[Excerpts from a dataset]
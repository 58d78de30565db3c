// ABOUTME: Task statuses and the CrewReport produced at the end of a run.
// ABOUTME: Surfaces every task's terminal status; failures and skips are never dropped.

use std::fmt;

use serde::Serialize;

use crate::agent::Transcript;
use crate::error::{RunError, TaskFailure};

/// Why a task was skipped.
#[derive(Debug, Clone, PartialEq, Eq, Serialize)]
#[serde(tag = "reason", rename_all = "snake_case")]
pub enum SkipReason {
    /// Its agent was not in the run's role selection.
    NotSelected,
    /// A task it depends on (directly or transitively) failed.
    UpstreamFailed { task: String },
    /// The run was cancelled or hit its deadline before it started.
    Cancelled,
}

impl fmt::Display for SkipReason {
    fn fmt(&self, f: &mut fmt::Formatter<'_>) -> fmt::Result {
        match self {
            SkipReason::NotSelected => write!(f, "agent not selected for this run"),
            SkipReason::UpstreamFailed { task } => write!(f, "upstream task '{}' failed", task),
            SkipReason::Cancelled => write!(f, "run cancelled before the task started"),
        }
    }
}

/// Lifecycle status of a task within one run.
#[derive(Debug, Clone, PartialEq, Eq, Serialize)]
#[serde(tag = "status", content = "detail", rename_all = "snake_case")]
pub enum TaskStatus {
    Pending,
    Running,
    Succeeded,
    /// Budget exhausted; output is the partial transcript.
    DegradedComplete,
    Failed(#[serde(serialize_with = "serialize_display")] TaskFailure),
    Skipped(SkipReason),
}

fn serialize_display<S: serde::Serializer>(value: &TaskFailure, s: S) -> Result<S::Ok, S::Error> {
    s.collect_str(value)
}

impl TaskStatus {
    /// Whether this status is final.
    pub fn is_terminal(&self) -> bool {
        !matches!(self, TaskStatus::Pending | TaskStatus::Running)
    }

    /// Whether a task in this status produced an output.
    pub fn has_output(&self) -> bool {
        matches!(self, TaskStatus::Succeeded | TaskStatus::DegradedComplete)
    }

    /// Whether this status error-flags the run.
    pub fn is_error(&self) -> bool {
        matches!(self, TaskStatus::Failed(_) | TaskStatus::Skipped(_))
    }
}

impl fmt::Display for TaskStatus {
    fn fmt(&self, f: &mut fmt::Formatter<'_>) -> fmt::Result {
        match self {
            TaskStatus::Pending => write!(f, "pending"),
            TaskStatus::Running => write!(f, "running"),
            TaskStatus::Succeeded => write!(f, "succeeded"),
            TaskStatus::DegradedComplete => write!(f, "degraded"),
            TaskStatus::Failed(failure) => write!(f, "failed: {}", failure),
            TaskStatus::Skipped(reason) => write!(f, "skipped: {}", reason),
        }
    }
}

/// Terminal record of one task.
#[derive(Debug, Clone, Serialize)]
pub struct TaskOutcome {
    pub key: String,
    pub description: String,
    /// Role the task was assigned to.
    pub role: String,
    pub status: TaskStatus,
    /// Present for `Succeeded` and `DegradedComplete`.
    pub output: Option<String>,
    pub iterations: usize,
    pub transcript: Transcript,
}

impl TaskOutcome {
    /// The failure or skip reason, if any.
    pub fn reason(&self) -> Option<String> {
        match &self.status {
            TaskStatus::Failed(failure) => Some(failure.to_string()),
            TaskStatus::Skipped(reason) => Some(reason.to_string()),
            _ => None,
        }
    }
}

/// Aggregated result of a run.
#[derive(Debug, Clone, Serialize)]
pub struct CrewReport {
    pub run_id: String,
    /// One outcome per task, in dependency order.
    pub outcomes: Vec<TaskOutcome>,
    /// Task keys in the order they reached a terminal state.
    pub completion_order: Vec<String>,
    /// Concatenated outputs of succeeded and degraded tasks.
    pub output: String,
}

impl CrewReport {
    /// Assemble a report from outcomes already in dependency order.
    pub fn new(run_id: impl Into<String>, outcomes: Vec<TaskOutcome>, completion_order: Vec<String>) -> Self {
        let output = outcomes
            .iter()
            .filter_map(|o| match (&o.status, &o.output) {
                (TaskStatus::Succeeded, Some(text)) => Some(text.clone()),
                (TaskStatus::DegradedComplete, Some(text)) => Some(format!(
                    "[DEGRADED: {} ran out of iterations; partial transcript follows]\n{}",
                    o.key, text
                )),
                _ => None,
            })
            .collect::<Vec<_>>()
            .join("\n\n");

        Self {
            run_id: run_id.into(),
            outcomes,
            completion_order,
            output,
        }
    }

    /// Find an outcome by task key.
    pub fn outcome(&self, key: &str) -> Option<&TaskOutcome> {
        self.outcomes.iter().find(|o| o.key == key)
    }

    /// Whether any task failed or was skipped.
    pub fn is_error(&self) -> bool {
        self.outcomes.iter().any(|o| o.status.is_error())
    }

    /// Whether at least one task produced an output.
    pub fn has_output(&self) -> bool {
        self.outcomes.iter().any(|o| o.status.has_output())
    }

    /// Keys of failed tasks.
    pub fn failed(&self) -> Vec<String> {
        self.keys_where(|s| matches!(s, TaskStatus::Failed(_)))
    }

    /// Keys of skipped tasks.
    pub fn skipped(&self) -> Vec<String> {
        self.keys_where(|s| matches!(s, TaskStatus::Skipped(_)))
    }

    fn keys_where(&self, pred: impl Fn(&TaskStatus) -> bool) -> Vec<String> {
        self.outcomes
            .iter()
            .filter(|o| pred(&o.status))
            .map(|o| o.key.clone())
            .collect()
    }

    /// Human-readable list of failed and skipped tasks, or `None` when clean.
    pub fn error_summary(&self) -> Option<String> {
        let lines: Vec<String> = self
            .outcomes
            .iter()
            .filter(|o| o.status.is_error())
            .map(|o| format!("- {} ({}): {}", o.key, o.role, o.status))
            .collect();
        if lines.is_empty() {
            None
        } else {
            Some(format!("{} task(s) did not complete:\n{}", lines.len(), lines.join("\n")))
        }
    }

    /// Turn an error-flagged report into `RunError::Incomplete`.
    pub fn into_result(self) -> Result<Self, RunError> {
        if self.is_error() {
            return Err(RunError::Incomplete {
                failed: self.failed(),
                skipped: self.skipped(),
            });
        }
        Ok(self)
    }
}

impl fmt::Display for CrewReport {
    fn fmt(&self, f: &mut fmt::Formatter<'_>) -> fmt::Result {
        writeln!(f, "Run {}", self.run_id)?;
        for outcome in &self.outcomes {
            writeln!(
                f,
                "  {} [{}] {} ({} iterations)",
                outcome.key, outcome.role, outcome.status, outcome.iterations
            )?;
        }
        Ok(())
    }
}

## Problem statement
Restate word for word only the lines running from the beginning of the data to the line holding "impl fmt::Display for SkipReason", both included.

## Expected output
repository 58d78de30565db3c
// ABOUTME: Task statuses and the CrewReport produced at the end of a run.
// ABOUTME: Surfaces every task's terminal status; failures and skips are never dropped.

use std::fmt;

use serde::Serialize;

use crate::agent::Transcript;
use crate::error::{RunError, TaskFailure};

/// Why a task was skipped.
#[derive(Debug, Clone, PartialEq, Eq, Serialize)]
#[serde(tag = "reason", rename_all = "snake_case")]
pub enum SkipReason {
    /// Its agent was not in the run's role selection.
    NotSelected,
    /// A task it depends on (directly or transitively) failed.
    UpstreamFailed { task: String },
    /// The run was cancelled or hit its deadline before it started.
    Cancelled,
}

impl fmt::Display for SkipReason {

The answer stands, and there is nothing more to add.